P05-03
Development of tools to enhance the extracting process of ADME activity information from the Common Technical Document (CTD)
Masataka KURODA *1, 2, Reiko WATANABE3, Hitoshi KAWASHIMA1, Yasuhiko HASHIDA4, Atsuo MATSUEDA4, Kenji MIZUGUCHI3
1National Institutes of Biomedical Innovation, Health and Nutrition
2Mitsubishi Tanabe Pharma Corporation
3Institute for Protein Research, Osaka University
4Chinou Jouhou Shisutemu Inc.
( * E-mail: m-kuroda@nibiohn.go.jp )
Many types of data need to be included in the application for a pharmaceutical product. In particular, absorption, distribution, metabolism and excretion (ADME)-related data are abundant and of high quality because they are generated using quality-controlled experimental protocols.

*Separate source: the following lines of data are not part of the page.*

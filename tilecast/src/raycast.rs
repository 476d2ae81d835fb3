//! The hierarchical raycaster: walking a ray through nested grids until it meets
//! something.
//!
//! The walk is a state machine with two kinds of states, which alternate:
//!
//! * A position in some grid's frame. The cell under the position is examined; the ray
//!   either stops (solid cell, floor, ceiling, or leaving the root), moves into a
//!   nested grid, moves up into the parent grid, or proceeds to cross an empty cell.
//! * A position in an empty cell's frame. The ray is advanced to the boundary of the
//!   cell, which uses up some of its length, and the exit point is handed back to the
//!   grid containing the cell.
//!
//! Each transition is a *hop*. Every crossing of an empty cell uses up a positive amount
//! of the ray's length, so the walk ends; [`MAX_HOPS`] bounds it regardless.

use euclid::{point2, vec3};

use crate::frame::{enter_grid, exit_cell, leave_grid, nudge, to_child_frame, to_parent_frame};
use crate::grid::{Cell, GridId, Hierarchy, Located};
use crate::material::MaterialId;
use crate::math::{Axis, FreeCoordinate, FreePoint, FreeVector, GridCoordinate, GridPoint};

/// Number of hops after which a ray is assumed to be stuck and reported as
/// [`Terminal::Exhausted`].
pub const MAX_HOPS: u32 = 65_536;

/// How a ray ended.
#[derive(Clone, Copy, Debug, PartialEq)]
#[non_exhaustive]
pub enum Terminal {
    /// The ray entered a solid cell.
    Solid {
        /// Material of the cell.
        material: MaterialId,
        /// Where on the face of the cell the ray entered.
        hit: FaceHit,
    },
    /// The ray reached height 0.
    Ceiling,
    /// The ray reached height 1.
    Floor,
    /// The ray's length ran out before it reached anything.
    Exhausted,
    /// The ray left the root grid, or never was in it.
    OutOfWorld,
}

/// Texture coordinates of the point where a ray entered a solid cell.
#[derive(Clone, Copy, Debug, PartialEq)]
#[allow(clippy::exhaustive_structs)]
pub struct FaceHit {
    /// Horizontal position along the face, in `[0, 1]`.
    pub u: FreeCoordinate,
    /// Height, in `[0, 1]`; 0 is the top of the wall.
    pub v: FreeCoordinate,
}

impl FaceHit {
    /// Computes the face coordinates of a point in a cell's frame, given the axis
    /// perpendicular to the face which was crossed to get there.
    ///
    /// If the ray was already inside the cell (`entered` is [`None`]), the X coordinate
    /// is used.
    pub fn new(local: FreePoint, entered: Option<Axis>) -> Self {
        let u = match entered {
            Some(Axis::X) => local.y,
            Some(Axis::Y | Axis::Z) | None => local.x,
        };
        Self { u, v: local.z }
    }
}

/// The complete result of casting one ray.
#[derive(Clone, Copy, Debug, PartialEq)]
#[allow(clippy::exhaustive_structs)]
pub struct RayOutcome {
    /// How the ray ended.
    pub terminal: Terminal,
    /// Number of steps taken by the traversal.
    pub hops: u32,
}

impl RayOutcome {
    pub(crate) const fn immediate(terminal: Terminal) -> Self {
        Self { terminal, hops: 0 }
    }
}

#[derive(Clone, Copy, Debug)]
enum Visit {
    /// At a position in the grid's frame, which may be outside the grid.
    Grid { grid: GridId, position: FreePoint },
    /// Inside the empty cell `cell` of `grid`, at a position in the cell's frame.
    EmptyCell {
        grid: GridId,
        cell: GridPoint,
        local: FreePoint,
    },
}

/// Casts a ray which starts in the cell found by [`Hierarchy::locate()`].
///
/// `direction` is in world units; its horizontal components are converted to each
/// grid's frame as the ray passes through. `length` limits how far the ray may travel,
/// measured as a multiple of `direction` (so it is a distance if `direction` is a unit
/// vector).
pub fn cast(
    hierarchy: &Hierarchy,
    start: Located,
    direction: FreeVector,
    length: FreeCoordinate,
) -> RayOutcome {
    cast_with_hop_limit(hierarchy, start, direction, length, MAX_HOPS)
}

/// [`cast()`] with a hop limit other than [`MAX_HOPS`].
pub(crate) fn cast_with_hop_limit(
    hierarchy: &Hierarchy,
    start: Located,
    direction: FreeVector,
    length: FreeCoordinate,
    max_hops: u32,
) -> RayOutcome {
    let mut remaining = length;
    // Axis of the face most recently crossed.
    let mut entered: Option<Axis> = None;
    let mut hops: u32 = 0;

    let mut visit = match start.leaf {
        Cell::Empty => Visit::EmptyCell {
            grid: start.grid,
            cell: start.cell,
            local: start.local,
        },
        Cell::Solid(material) => {
            return RayOutcome::immediate(Terminal::Solid {
                material,
                hit: FaceHit::new(start.local, None),
            });
        }
        Cell::Grid(child) => Visit::Grid {
            grid: child,
            position: enter_grid(start.local, hierarchy[child].side().free()),
        },
    };

    loop {
        if hops >= max_hops {
            log::warn!(
                "ray stopped after {hops} hops with {remaining} length remaining; \
                direction {direction:?}"
            );
            return RayOutcome {
                terminal: Terminal::Exhausted,
                hops,
            };
        }
        hops += 1;

        let stop = |terminal| RayOutcome { terminal, hops };

        visit = match visit {
            Visit::Grid { grid: grid_id, position } => {
                let grid = &hierarchy[grid_id];
                let position = nudge(position, direction);

                // Floor and ceiling take precedence over whatever cell is here.
                if position.z <= 0.0 {
                    return stop(Terminal::Ceiling);
                }
                if position.z >= 1.0 {
                    return stop(Terminal::Floor);
                }

                // `as` saturates, so far-away positions are still outside the grid.
                let cell: GridPoint = point2(
                    position.x.floor() as GridCoordinate,
                    position.y.floor() as GridCoordinate,
                );
                match grid.get(cell) {
                    None => match grid.parent() {
                        Some(link) => Visit::Grid {
                            grid: link.grid,
                            position: leave_grid(position, grid.side().free(), link.offset),
                        },
                        None => return stop(Terminal::OutOfWorld),
                    },
                    Some(Cell::Empty) => Visit::EmptyCell {
                        grid: grid_id,
                        cell,
                        local: to_child_frame(position, cell),
                    },
                    Some(Cell::Solid(material)) => {
                        return stop(Terminal::Solid {
                            material,
                            hit: FaceHit::new(to_child_frame(position, cell), entered),
                        });
                    }
                    Some(Cell::Grid(child)) => Visit::Grid {
                        grid: child,
                        position: enter_grid(
                            to_child_frame(position, cell),
                            hierarchy[child].side().free(),
                        ),
                    },
                }
            }

            Visit::EmptyCell { grid, cell, local } => {
                let extent = hierarchy[grid].cell_extent();
                let step = vec3(direction.x / extent, direction.y / extent, direction.z);
                let exit = exit_cell(local, step);
                if exit.axis.is_none() || exit.distance > remaining {
                    return stop(Terminal::Exhausted);
                }
                remaining -= exit.distance;
                entered = exit.axis;
                Visit::Grid {
                    grid,
                    position: to_parent_frame(exit.point, cell),
                }
            }
        };
    }
}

The generation, publication and use of such data are important in drug discovery and development to build predictive models of compound profiles or databases. The Common Technical Document (CTD) provides a common format between Japan, the US and the EU, for the registration of a human pharmaceutical product to facilitate documentation and speed up the process. However, while there are standards for the overall document structure, the data representation varies from drug to drug because it is up to the applicant to decide how to write the individual data. In addition, the CTD is distributed in PDF format, and although it can be viewed, data extraction and formatting will be non-trivial. In this study, we developed a dedicated tool, CTDCurator, with the aim of reducing the effort required for data formatting in particular and improving the quality of the data, such as the accuracy and consistency of words and units. In the initial stages, tasks such as detecting experimental values and conditions, registering newly appearing words and units, standardizing words and units, and exception handling are always required, and this tool has made it possible to output formatted data in less time than manual work. In addition, the quality improvements achieved by this tool can be applied to other data extraction tasks.